**Required work**
If a line in the listing includes the word "AttemptRecorder", copy it out.
──────────────────────────────
use axum::{
    http::StatusCode,
    response::{IntoResponse, Json, Response},
};
use std::sync::Arc;

use crate::api::models::ErrorResponse;
use crate::domain::GameCatalog;
use crate::errors::PipelineError;
use crate::recorder::AttemptRecorder;
use crate::skills::SkillAggregator;

pub mod attempts;
pub mod games;
pub mod skills;

pub struct AppState {
    pub catalog: Arc<GameCatalog>,
    pub recorder: Arc<AttemptRecorder>,
    pub aggregator: SkillAggregator,
}

pub(crate) fn error_response(err: PipelineError) -> Response {
    let status = match &err {
        PipelineError::InvalidScore { .. } | PipelineError::UnknownGame { .. } => {
            StatusCode::UNPROCESSABLE_ENTITY
        }
        PipelineError::StoreUnavailable(_) => {
            log::error!("Request failed: {err}");
            StatusCode::SERVICE_UNAVAILABLE
        }
    };

    (
        status,
        Json(ErrorResponse {
            error: err.to_string(),
        }),
    )
        .into_response()
}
──────────────────────────────
**Task answer**
use crate::recorder::AttemptRecorder;
    pub recorder: Arc<AttemptRecorder>,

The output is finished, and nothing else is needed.